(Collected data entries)
----------------------------------------

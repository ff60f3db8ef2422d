//! CLI command handling
//!
//! Connects to the backend, runs the requested command and formats output.

use std::process::ExitCode;

use colored::Colorize;

use crate::commands::{Commands, Target};
use crate::common::{config::Config, Result};
use crate::ipc::BackendClient;
use crate::testing::{self, Progress, Summary};

/// Dispatch a CLI command
pub async fn dispatch(command: Commands) -> Result<ExitCode> {
    match command {
        Commands::Run { target, json } => {
            let mut client = connect(&target).await?;

            let progress = if json {
                Progress::Stderr
            } else {
                Progress::Stdout
            };

            progress.emit(&"=".repeat(60));
            progress.emit(&format!("{}", "Account/config integration suite".bold()));
            progress.emit(&"=".repeat(60));

            let results = testing::run_all_tests_with(&mut client, progress).await;
            let summary = Summary::of(&results);
            testing::print_summary(&summary, progress);

            tracing::info!(
                passed = summary.passed,
                failed = summary.failed,
                skipped = summary.skipped,
                "Suite finished"
            );

            if json {
                println!("{}", serde_json::to_string_pretty(&results)?);
            }

            Ok(if results.all_passed() {
                ExitCode::SUCCESS
            } else {
                ExitCode::FAILURE
            })
        }

        Commands::Ping { target } => {
            let mut client = connect(&target).await?;
            let accounts = client.ping().await?;
            println!("Backend is responding ({} accounts)", accounts);
            Ok(ExitCode::SUCCESS)
        }
    }
}

async fn connect(target: &Target) -> Result<BackendClient> {
    let config = match &target.config {
        Some(path) => Config::load_from(path)?,
        None => Config::load()?,
    };
    let socket = config.socket(target.socket.as_deref());

    tracing::debug!(socket = %socket, "Connecting to backend");

    let client = BackendClient::connect(&socket, config.timeouts.connect()).await?;
    Ok(client.with_call_timeout(config.timeouts.call()))
}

----------------------------------------

* **PROBLEM TO SOLVE**
Search the data above and return each line in which "testing" occurs.

* **EXERCISE ANSWER**
use crate::testing::{self, Progress, Summary};
            let results = testing::run_all_tests_with(&mut client, progress).await;
            testing::print_summary(&summary, progress);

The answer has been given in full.